Considering that Norway is the country of black metal (alongside fjords) and that Dominanz are from Bergen, it’s hardly surprising that the genre feels like home. What may be more unusual, however, is that it has taken 10 years for the band to develop a close relationship with the frosty northern arts. Early dalliances with industrial metal and multifarious other elements appear to have crystallized into the sinister blackened lurch of Let the Death Enter. Dominanz may still sound much less conservative than other black metal acts, as well as maintaining that worrying ‘z’ in their name, but four and a half years since Noxious, the trio seems much closer to orthodoxy than ever before.
Beginning from a point of easiest reference, one might like to think of Immortal’s strident black metal at any point from At the Heart of Winter onwards. In that comparison, throw away all the fast moments and allow for the fact that Abbath’s rasp was more like a frog, whereas Roy Mathisen sounds more like a sedated man giving birth. He sounds in pain, just not urgently so. Something drugged and unnatural also attends the progress of the songs, somewhat like Satyricon managed to do with the title track of Volcano, which featured minor electronic elements alongside oddities such as clean female vocals. Satyricon’s 'With Ravenous Hunger' may well have been the template for some of the cuts on Let the Death Enter, the black metal coldness coming more from the dissonance and restraint of the riffing than any icy flurries of tremolos and blastbeats.

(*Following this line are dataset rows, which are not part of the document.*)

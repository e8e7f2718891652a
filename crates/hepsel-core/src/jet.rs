//! Jets and photons.

use crate::particle::{ObjectKind, Particle};
use crate::traits::impl_physics_object;

/// A reconstructed hadronic jet.
#[derive(Clone, Debug, PartialEq)]
pub struct Jet {
    /// Kinematic record.
    pub particle: Particle,
    /// Position in the stored jet collection.
    pub index: usize,
    /// MV1 b-tagging discriminant.
    pub mv1: f64,
    /// Jet vertex fraction, used for pileup rejection.
    pub jvf: f64,
    /// Truth flavour label (5 for b, 4 for c, 0 for light).
    pub truth_label: i32,
}

impl Jet {
    /// A jet with full vertex fraction and no b-tag weight.
    pub fn new(particle: Particle) -> Self {
        Self {
            particle,
            index: 0,
            mv1: 0.0,
            jvf: 1.0,
            truth_label: 0,
        }
    }
}

impl_physics_object!(Jet, ObjectKind::Jet);

/// A reconstructed photon.
#[derive(Clone, Debug, PartialEq)]
pub struct Photon {
    /// Kinematic record.
    pub particle: Particle,
    /// Position in the stored photon collection.
    pub index: usize,
    /// Tight identification.
    pub tight: bool,
    /// Isolation working point.
    pub isolated: bool,
    /// Converted photon.
    pub is_conv: bool,
}

impl Photon {
    /// An unconverted, tight, isolated photon.
    pub fn new(particle: Particle) -> Self {
        Self {
            particle,
            index: 0,
            tight: true,
            isolated: true,
            is_conv: false,
        }
    }
}

impl_physics_object!(Photon, ObjectKind::Photon);
//! Geometric overlap removal.
//!
//! Each stage compares two collections by angular distance and removes
//! members according to an asymmetric rule for that pair of object types.
//! Collections are scanned from the end toward the start; a pair overlaps
//! when its ΔR is at or below the stage threshold.
//!
//! Stages only change collection membership. The stored records are never
//! touched, so the routines are generic over anything [`Kinematic`]:
//! `ObjRef` views in the pipeline, plain references in tests.

use hepsel_core::{Kinematic, Lepton};

use crate::config::OverlapConfig;
use crate::kinematics::mll;
use crate::pairing::is_sfos;

fn overlaps<A: Kinematic, B: Kinematic>(a: &A, b: &B, min_dr: f64) -> bool {
    a.delta_r(b) <= min_dr
}

/// Remove every member of `targets` that overlaps any member of `others`.
fn remove_near<A: Kinematic, B: Kinematic>(
    targets: &mut Vec<A>,
    others: &[B],
    min_dr: f64,
    stage: &'static str,
) {
    if targets.is_empty() || others.is_empty() {
        return;
    }
    targets.retain(|t| {
        let hit = others.iter().any(|o| overlaps(t, o, min_dr));
        if hit {
            tracing::trace!(stage, pt = t.pt(), eta = t.eta(), "overlap removed");
        }
        !hit
    });
}

/// Applies the overlap stages with one set of thresholds.
#[derive(Clone, Debug, Default)]
pub struct OverlapRemover {
    config: OverlapConfig,
}

impl OverlapRemover {
    /// Remover with the given thresholds.
    pub fn new(config: OverlapConfig) -> Self {
        Self { config }
    }

    /// The thresholds in use.
    pub fn config(&self) -> &OverlapConfig {
        &self.config
    }

    /// Electron–electron: of a close pair keep the higher-pT electron.
    ///
    /// The later electron is removed only when its pT is strictly below the
    /// earlier one's; on a tie the earlier one goes. Repeats until no close
    /// pair remains among the survivors.
    pub fn e_e<E: Kinematic>(&self, electrons: &mut Vec<E>) {
        let min_dr = self.config.e_e;
        if electrons.len() < 2 {
            return;
        }
        let mut i = electrons.len();
        while i > 0 {
            i -= 1;
            let mut j = i;
            while j > 0 {
                j -= 1;
                if !overlaps(&electrons[i], &electrons[j], min_dr) {
                    continue;
                }
                if electrons[i].pt() < electrons[j].pt() {
                    tracing::trace!(stage = "e_e", pt = electrons[i].pt(), "overlap removed");
                    electrons.remove(i);
                    break;
                }
                tracing::trace!(stage = "e_e", pt = electrons[j].pt(), "overlap removed");
                electrons.remove(j);
                // The outer electron shifted down into the freed slot.
                i -= 1;
            }
        }
    }

    /// Remove every jet close to a surviving electron.
    pub fn j_e<J: Kinematic, E: Kinematic>(&self, jets: &mut Vec<J>, electrons: &[E]) {
        remove_near(jets, electrons, self.config.j_e, "j_e");
    }

    /// Remove every electron close to a surviving jet.
    pub fn e_j<E: Kinematic, J: Kinematic>(&self, electrons: &mut Vec<E>, jets: &[J]) {
        remove_near(electrons, jets, self.config.e_j, "e_j");
    }

    /// Remove every muon close to a surviving jet.
    pub fn m_j<M: Kinematic, J: Kinematic>(&self, muons: &mut Vec<M>, jets: &[J]) {
        remove_near(muons, jets, self.config.m_j, "m_j");
    }

    /// Electron–muon: a close pair is removed together.
    ///
    /// Each electron is paired with at most one muon, the last close one in
    /// collection order.
    pub fn e_m<E: Kinematic, M: Kinematic>(&self, electrons: &mut Vec<E>, muons: &mut Vec<M>) {
        let min_dr = self.config.e_m;
        if electrons.is_empty() || muons.is_empty() {
            return;
        }
        let mut ie = electrons.len();
        while ie > 0 {
            ie -= 1;
            let hit = (0..muons.len())
                .rev()
                .find(|&im| overlaps(&electrons[ie], &muons[im], min_dr));
            if let Some(im) = hit {
                tracing::trace!(
                    stage = "e_m",
                    e_pt = electrons[ie].pt(),
                    m_pt = muons[im].pt(),
                    "overlap removed"
                );
                electrons.remove(ie);
                muons.remove(im);
            }
        }
    }

    /// Muon–muon: a close pair is removed together.
    pub fn m_m<M: Kinematic>(&self, muons: &mut Vec<M>) {
        let min_dr = self.config.m_m;
        if muons.len() < 2 {
            return;
        }
        let mut i = muons.len();
        while i > 0 {
            i -= 1;
            let hit = (0..i).rev().find(|&j| overlaps(&muons[i], &muons[j], min_dr));
            if let Some(j) = hit {
                tracing::trace!(
                    stage = "m_m",
                    pt1 = muons[i].pt(),
                    pt2 = muons[j].pt(),
                    "overlap removed"
                );
                muons.remove(i);
                muons.remove(j);
                // Everything between j and i moved down one slot.
                i -= 1;
            }
        }
    }

    /// Remove every tau close to a surviving electron.
    pub fn t_e<T: Kinematic, E: Kinematic>(&self, taus: &mut Vec<T>, electrons: &[E]) {
        remove_near(taus, electrons, self.config.t_e, "t_e");
    }

    /// Remove every tau close to a surviving muon.
    pub fn t_m<T: Kinematic, M: Kinematic>(&self, taus: &mut Vec<T>, muons: &[M]) {
        remove_near(taus, muons, self.config.t_m, "t_m");
    }

    /// Remove every jet close to a surviving tau.
    pub fn j_t<J: Kinematic, T: Kinematic>(&self, jets: &mut Vec<J>, taus: &[T]) {
        remove_near(jets, taus, self.config.j_t, "j_t");
    }

    /// The six light-lepton stages in their fixed order:
    /// e–e, j–e, e–j, m–j, e–m, m–m.
    pub fn perform_overlap<E, M, J>(
        &self,
        electrons: &mut Vec<E>,
        muons: &mut Vec<M>,
        jets: &mut Vec<J>,
    ) where
        E: Kinematic,
        M: Kinematic,
        J: Kinematic,
    {
        self.e_e(electrons);
        self.j_e(jets, electrons);
        self.e_j(electrons, jets);
        self.m_j(muons, jets);
        self.e_m(electrons, muons);
        self.m_m(muons);
    }

    /// The tau stages, run after [`perform_overlap`](Self::perform_overlap):
    /// t–e, t–m, j–t.
    pub fn perform_tau_overlap<E, M, T, J>(
        &self,
        electrons: &[E],
        muons: &[M],
        taus: &mut Vec<T>,
        jets: &mut Vec<J>,
    ) where
        E: Kinematic,
        M: Kinematic,
        T: Kinematic,
        J: Kinematic,
    {
        self.t_e(taus, electrons);
        self.t_m(taus, muons);
        self.j_t(jets, taus);
    }
}

/// Low-mass SFOS veto.
///
/// Removes every lepton that forms a same-flavour opposite-sign pair with
/// invariant mass below `mll_min` with any other member of the input. All
/// decisions are made against the input collection, so both members of a
/// low-mass pair go even when one of them also pairs elsewhere.
pub fn remove_sfos_pairs<L: Lepton>(leptons: &mut Vec<L>, mll_min: f64) {
    let n = leptons.len();
    if n < 2 {
        return;
    }
    let keep: Vec<bool> = (0..n)
        .map(|i| {
            !(0..n).any(|j| {
                i != j && is_sfos(&leptons[i], &leptons[j]) && mll(&leptons[i], &leptons[j]) < mll_min
            })
        })
        .collect();
    let mut flags = keep.iter();
    leptons.retain(|l| {
        let kept = flags.next().copied().unwrap_or(true);
        if !kept {
            tracing::trace!(pt = l.pt(), flavor = %l.flavor(), "low-mass SFOS removed");
        }
        kept
    });
}
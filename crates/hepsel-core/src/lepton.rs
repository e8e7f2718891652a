//! Lepton records: electrons, muons and taus.
//!
//! All three flavours compose a [`Particle`] with the flavour-independent
//! [`LeptonCommon`] block and add their own identification variables.

use std::fmt;

use crate::particle::{ObjectKind, Particle};
use crate::traits::{impl_physics_object, Lepton};

/// Lepton flavour tag.
#[derive(Clone, Copy, Debug, PartialEq, Eq, Hash, PartialOrd, Ord)]
pub enum Flavor {
    /// Electron.
    Electron,
    /// Muon.
    Muon,
    /// Tau.
    Tau,
}

impl fmt::Display for Flavor {
    fn fmt(&self, f: &mut fmt::Formatter<'_>) -> fmt::Result {
        let name = match self {
            Self::Electron => "e",
            Self::Muon => "mu",
            Self::Tau => "tau",
        };
        f.write_str(name)
    }
}

/// Fixed-width set of matched trigger chains.
///
/// Bit `i` is set when the lepton was matched to the external trigger with
/// index `i`. Indices at or beyond [`TriggerBits::WIDTH`] are never matched.
#[derive(Clone, Copy, Debug, Default, PartialEq, Eq, Hash)]
pub struct TriggerBits(u64);

impl TriggerBits {
    /// Number of addressable trigger indices.
    pub const WIDTH: usize = 64;

    /// No trigger matched.
    pub const fn empty() -> Self {
        Self(0)
    }

    /// Build from a raw bit pattern.
    pub const fn from_bits(bits: u64) -> Self {
        Self(bits)
    }

    /// Raw bit pattern.
    pub const fn bits(&self) -> u64 {
        self.0
    }

    /// Whether trigger `index` is matched.
    pub fn is_matched(&self, index: usize) -> bool {
        index < Self::WIDTH && self.0 & (1u64 << index) != 0
    }

    /// Set or clear trigger `index`. Returns `false` if the index is out of
    /// range, in which case nothing changes.
    pub fn set(&mut self, index: usize, matched: bool) -> bool {
        if index >= Self::WIDTH {
            return false;
        }
        if matched {
            self.0 |= 1u64 << index;
        } else {
            self.0 &= !(1u64 << index);
        }
        true
    }

    /// Number of matched triggers.
    pub fn count(&self) -> u32 {
        self.0.count_ones()
    }
}

/// Isolation working-point decisions computed upstream.
#[derive(Clone, Copy, Debug, Default, PartialEq, Eq)]
pub struct IsolationFlags {
    /// GradientLoose working point.
    pub gradient_loose: bool,
    /// Gradient working point.
    pub gradient: bool,
    /// LooseTrackOnly working point.
    pub loose_track_only: bool,
    /// Loose working point.
    pub loose: bool,
    /// FixedCutTightTrackOnly working point.
    pub fixed_cut_tight_track_only: bool,
}

/// Attributes shared by every lepton flavour.
#[derive(Clone, Debug, PartialEq)]
pub struct LeptonCommon {
    /// Position in the stored flavour collection.
    pub index: usize,
    /// Electric charge, ±1.
    pub charge: i32,
    /// Baseline flag computed upstream.
    pub is_baseline: bool,
    /// Signal flag computed upstream.
    pub is_signal: bool,
    /// Topological calorimeter isolation, ΔR < 0.2.
    pub etconetopo20: f64,
    /// Topological calorimeter isolation, ΔR < 0.3.
    pub etconetopo30: f64,
    /// Track isolation, ΔR < 0.2.
    pub ptcone20: f64,
    /// Track isolation, ΔR < 0.3.
    pub ptcone30: f64,
    /// Variable-cone track isolation, max ΔR 0.2.
    pub ptvarcone20: f64,
    /// Variable-cone track isolation, max ΔR 0.3.
    pub ptvarcone30: f64,
    /// Isolation working points.
    pub isolation: IsolationFlags,
    /// Transverse impact parameter at the primary vertex.
    pub d0: f64,
    /// Uncertainty on `d0`.
    pub err_d0: f64,
    /// Beam-spot corrected d0 significance.
    pub d0_sig_bs_corr: f64,
    /// Longitudinal impact parameter at the primary vertex.
    pub z0: f64,
    /// Uncertainty on `z0`.
    pub err_z0: f64,
    /// Truth classifier particle type.
    pub mc_type: u32,
    /// Truth classifier particle origin.
    pub mc_origin: u32,
    /// Matched to a truth lepton.
    pub matched_to_truth: bool,
    /// Truth-match category, -1 when unset.
    pub truth_type: i32,
    /// Efficiency scale factor.
    pub eff_sf: f64,
    /// Matched trigger chains.
    pub trigger_bits: TriggerBits,
}

impl LeptonCommon {
    /// Defaults for a lepton of the given charge: zero isolation, unit
    /// impact-parameter errors, unit scale factor.
    pub fn with_charge(charge: i32) -> Self {
        Self {
            charge,
            ..Self::default()
        }
    }
}

impl Default for LeptonCommon {
    fn default() -> Self {
        Self {
            index: 0,
            charge: 0,
            is_baseline: false,
            is_signal: false,
            etconetopo20: 0.0,
            etconetopo30: 0.0,
            ptcone20: 0.0,
            ptcone30: 0.0,
            ptvarcone20: 0.0,
            ptvarcone30: 0.0,
            isolation: IsolationFlags::default(),
            d0: 0.0,
            err_d0: 1.0,
            d0_sig_bs_corr: 0.0,
            z0: 0.0,
            err_z0: 1.0,
            mc_type: 0,
            mc_origin: 0,
            matched_to_truth: false,
            truth_type: -1,
            eff_sf: 1.0,
            trigger_bits: TriggerBits::empty(),
        }
    }
}

/// A reconstructed electron.
#[derive(Clone, Debug, PartialEq)]
pub struct Electron {
    /// Kinematic record.
    pub particle: Particle,
    /// Flavour-independent lepton attributes.
    pub lepton: LeptonCommon,
    /// Calorimeter cluster energy.
    pub clus_e: f64,
    /// Calorimeter cluster pseudorapidity.
    pub clus_eta: f64,
    /// Calorimeter cluster azimuth.
    pub clus_phi: f64,
    /// Inner-detector track pt.
    pub track_pt: f64,
    /// Very-loose likelihood identification.
    pub very_loose_llh: bool,
    /// Loose likelihood identification.
    pub loose_llh: bool,
    /// Medium likelihood identification.
    pub medium_llh: bool,
    /// Tight likelihood identification.
    pub tight_llh: bool,
    /// Loose likelihood without the d0 requirement.
    pub loose_llh_nod0: bool,
    /// Medium likelihood without the d0 requirement.
    pub medium_llh_nod0: bool,
    /// Tight likelihood without the d0 requirement.
    pub tight_llh_nod0: bool,
    /// Truth-level charge flip.
    pub is_charge_flip: bool,
}

impl Electron {
    /// An electron with default identification (all flags off).
    pub fn new(particle: Particle, lepton: LeptonCommon) -> Self {
        Self {
            particle,
            lepton,
            clus_e: 0.0,
            clus_eta: 0.0,
            clus_phi: 0.0,
            track_pt: 0.0,
            very_loose_llh: false,
            loose_llh: false,
            medium_llh: false,
            tight_llh: false,
            loose_llh_nod0: false,
            medium_llh_nod0: false,
            tight_llh_nod0: false,
            is_charge_flip: false,
        }
    }
}

impl_physics_object!(Electron, ObjectKind::Electron);

impl Lepton for Electron {
    fn flavor(&self) -> Flavor {
        Flavor::Electron
    }

    fn common(&self) -> &LeptonCommon {
        &self.lepton
    }
}

/// A reconstructed muon.
#[derive(Clone, Debug, PartialEq)]
pub struct Muon {
    /// Kinematic record.
    pub particle: Particle,
    /// Flavour-independent lepton attributes.
    pub lepton: LeptonCommon,
    /// Combined inner-detector + spectrometer track.
    pub is_combined: bool,
    /// Calorimeter isolation, ΔR < 0.3.
    pub etcone30: f64,
    /// Inner-detector track pt.
    pub id_track_pt: f64,
    /// Spectrometer track pt.
    pub ms_track_pt: f64,
}

impl Muon {
    /// A combined muon with zero calorimeter isolation.
    pub fn new(particle: Particle, lepton: LeptonCommon) -> Self {
        Self {
            particle,
            lepton,
            is_combined: true,
            etcone30: 0.0,
            id_track_pt: 0.0,
            ms_track_pt: 0.0,
        }
    }
}

impl_physics_object!(Muon, ObjectKind::Muon);

impl Lepton for Muon {
    fn flavor(&self) -> Flavor {
        Flavor::Muon
    }

    fn common(&self) -> &LeptonCommon {
        &self.lepton
    }
}

/// A reconstructed hadronic tau.
#[derive(Clone, Debug, PartialEq)]
pub struct Tau {
    /// Kinematic record.
    pub particle: Particle,
    /// Flavour-independent lepton attributes.
    pub lepton: LeptonCommon,
    /// Number of associated tracks.
    pub n_track: u32,
    /// Loose BDT jet discrimination.
    pub loose_bdt: bool,
    /// Medium BDT jet discrimination.
    pub medium_bdt: bool,
    /// Tight BDT jet discrimination.
    pub tight_bdt: bool,
    /// Passes the electron veto.
    pub electron_veto: bool,
    /// Passes the muon veto.
    pub muon_veto: bool,
}

impl Tau {
    /// A one-prong tau with no identification flags.
    pub fn new(particle: Particle, lepton: LeptonCommon) -> Self {
        Self {
            particle,
            lepton,
            n_track: 1,
            loose_bdt: false,
            medium_bdt: false,
            tight_bdt: false,
            electron_veto: false,
            muon_veto: false,
        }
    }
}

impl_physics_object!(Tau, ObjectKind::Tau);

impl Lepton for Tau {
    fn flavor(&self) -> Flavor {
        Flavor::Tau
    }

    fn common(&self) -> &LeptonCommon {
        &self.lepton
    }
}
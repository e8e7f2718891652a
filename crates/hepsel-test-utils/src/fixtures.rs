//! Reusable object fixtures.
//!
//! The `signal_*` builders produce objects that pass every default signal
//! requirement, so a test only has to spoil the one attribute it cares
//! about. [`random_event`] produces reproducible busy events for property
//! tests.

use std::f64::consts::PI;

use hepsel_core::{
    DatasetId, Electron, EventInfo, EventNumber, Jet, LeptonCommon, Met, Muon, Particle,
    SystematicVariant, Tau, VariantShifts,
};
use rand::{Rng, SeedableRng};
use rand_chacha::ChaCha8Rng;

use crate::EventFixture;

pub const ELECTRON_MASS: f64 = 0.000_511;
pub const MUON_MASS: f64 = 0.105_658;
pub const TAU_MASS: f64 = 1.776_86;

/// Tight, isolated, prompt electron.
pub fn signal_electron(pt: f64, eta: f64, phi: f64, charge: i32) -> Electron {
    let mut e = Electron::new(
        Particle::from_pt_eta_phi_m(pt, eta, phi, ELECTRON_MASS),
        LeptonCommon::with_charge(charge),
    );
    e.medium_llh = true;
    e.tight_llh = true;
    e
}

/// Isolated, prompt combined muon.
pub fn signal_muon(pt: f64, eta: f64, phi: f64, charge: i32) -> Muon {
    Muon::new(
        Particle::from_pt_eta_phi_m(pt, eta, phi, MUON_MASS),
        LeptonCommon::with_charge(charge),
    )
}

/// One-prong tau with loose and medium identification.
pub fn signal_tau(pt: f64, eta: f64, phi: f64, charge: i32) -> Tau {
    let mut t = Tau::new(
        Particle::from_pt_eta_phi_m(pt, eta, phi, TAU_MASS),
        LeptonCommon::with_charge(charge),
    );
    t.loose_bdt = true;
    t.medium_bdt = true;
    t
}

/// Central light jet with full vertex fraction.
pub fn signal_jet(pt: f64, eta: f64, phi: f64) -> Jet {
    Jet::new(Particle::from_pt_eta_phi_m(pt, eta, phi, 5.0))
}

/// Like [`signal_jet`], tagged well above the 80% working point.
pub fn b_jet(pt: f64, eta: f64, phi: f64) -> Jet {
    let mut j = signal_jet(pt, eta, phi);
    j.mv1 = 0.95;
    j.truth_label = 5;
    j
}

/// Nominal missing energy.
pub fn met(et: f64, phi: f64) -> Met {
    Met::new(et, phi)
}

/// A reproducible random event.
///
/// Up to four electrons and four muons, up to two taus, up to seven jets,
/// with randomised isolation, impact parameters and identification so that
/// every selection stage rejects something. Electrons and jets carry scale
/// shifts for [`SystematicVariant::EgScaleUp`] and
/// [`SystematicVariant::JesUp`]; missing energy is stored for the nominal
/// and JES-up variants.
pub fn random_event(seed: u64) -> EventFixture {
    let mut rng = ChaCha8Rng::seed_from_u64(seed);
    let mut info = EventInfo::simulation(DatasetId(410_000), EventNumber(seed));
    info.is_mc = rng.gen_bool(0.5);
    info.n_vtx = rng.gen_range(1..40);

    let mut builder = EventFixture::builder(info);
    for _ in 0..rng.gen_range(0..5) {
        let (pt, eta, phi, q) = random_kinematics(&mut rng, 2.47);
        let mut e = signal_electron(pt, eta, phi, q);
        e.tight_llh = rng.gen_bool(0.8);
        randomise_lepton(&mut rng, &mut e.lepton, pt);
        e.particle = e.particle.with_shifts(
            VariantShifts::new().with(SystematicVariant::EgScaleUp, rng.gen_range(1.0..1.05)),
        );
        builder = builder.electron(e);
    }
    for _ in 0..rng.gen_range(0..5) {
        let (pt, eta, phi, q) = random_kinematics(&mut rng, 2.5);
        let mut m = signal_muon(pt, eta, phi, q);
        randomise_lepton(&mut rng, &mut m.lepton, pt);
        m.etcone30 = rng.gen_range(0.0..0.2) * pt;
        builder = builder.muon(m);
    }
    for _ in 0..rng.gen_range(0..3) {
        let (pt, eta, phi, q) = random_kinematics(&mut rng, 2.5);
        let mut t = signal_tau(pt, eta, phi, q);
        t.loose_bdt = rng.gen_bool(0.8);
        t.medium_bdt = t.loose_bdt && rng.gen_bool(0.7);
        t.n_track = rng.gen_range(1..4);
        builder = builder.tau(t);
    }
    for _ in 0..rng.gen_range(0..8) {
        let (pt, eta, phi, _) = random_kinematics(&mut rng, 4.5);
        let mut j = signal_jet(pt, eta, phi);
        j.jvf = rng.gen_range(0.0..1.0);
        j.mv1 = rng.gen_range(0.0..1.0);
        j.particle = j.particle.with_shifts(
            VariantShifts::new().with(SystematicVariant::JesUp, rng.gen_range(1.0..1.1)),
        );
        builder = builder.jet(j);
    }
    let et = rng.gen_range(0.0..150.0);
    let phi = rng.gen_range(-PI..PI);
    builder
        .met(met(et, phi))
        .met(met(et * 1.05, phi).with_variant(SystematicVariant::JesUp))
        .build()
}

fn random_kinematics(rng: &mut ChaCha8Rng, max_eta: f64) -> (f64, f64, f64, i32) {
    let pt = rng.gen_range(5.0..120.0);
    let eta = rng.gen_range(-max_eta..max_eta);
    let phi = rng.gen_range(-PI..PI);
    let charge = if rng.gen_bool(0.5) { 1 } else { -1 };
    (pt, eta, phi, charge)
}

fn randomise_lepton(rng: &mut ChaCha8Rng, lepton: &mut LeptonCommon, pt: f64) {
    lepton.ptcone30 = rng.gen_range(0.0..0.2) * pt;
    lepton.etconetopo30 = rng.gen_range(0.0..0.25) * pt;
    lepton.d0 = rng.gen_range(-0.1..0.1);
    lepton.err_d0 = 0.015;
    lepton.z0 = rng.gen_range(-1.5..1.5);
}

The resulting sound is thus more textured and diverse than those other names, while also hinting at a different kind of minimalism from the way that a vast emptiness seems to lurk behind the out of focus riffs and vocals.
Of greatest importance in comprehending Dominanz’s latest effort is the knowledge that this album aims for atmosphere at the cost of impact. The group’s 2011 debut As I Shine kicked off with a surprisingly powerful industrial riff in the form of 'Infinity', yet moments like the forceful reintroduction of the stomp in 'Echoes from the Moment of Death' are rare. Most of the songs ebb by at a steady slow mid-pace, gradually wrapping the listener in a shroud of polluted feelings and grim suspicions capably summed up by titles such as 'Born with Desires' and 'Death Is Watching You'. The griminess of Let the Death Enter thus still lurks in other realms than black metal, allowing keys and samples to drift about in the stagnant realms of several tracks, notably 'Code of Silence' and its offshoot interlude 'Occidere Credentis'. A child’s voice declaiming religious obedience stamps the former with all the nastiness a song about church molestation deserves, while the minor track has the samples and hammy pomp of a Rob Zombie creation. Nevertheless, distinct feelings of listening to Naglfar or late ‘00s Dimmu Borgir arise on the suitably titled 'Lucifer'.
Due to the album’s priorities, listeners are not guaranteed to feel satisfied at its end. For all their slowness and menace, the 10 songs do not wield any great degree of power, nor does the subtlety quite venture deep enough to shine a light on the subliminal thoughts that the music is bound to stir up. A rather flat mix puts nothing to the fore: not Mathisen’s vocals, not riffs or drumming, not solos, which prove almost non-existent. Grabbing attention thus proves beyond the majority of the release, vigorous statements like 'Ruins of Destruction' opening in ubiquitous black metal style pointing to the conclusion that Dominanz’s policy of understatement and stealth is at heart a flawed one, or at least stands to be executed better. As mood music, Let the Death Enter performs competently; as mildly experimental black metal, it carves a certain niche for itself; as a third album from an established group, it flounders a little without truly disappointing.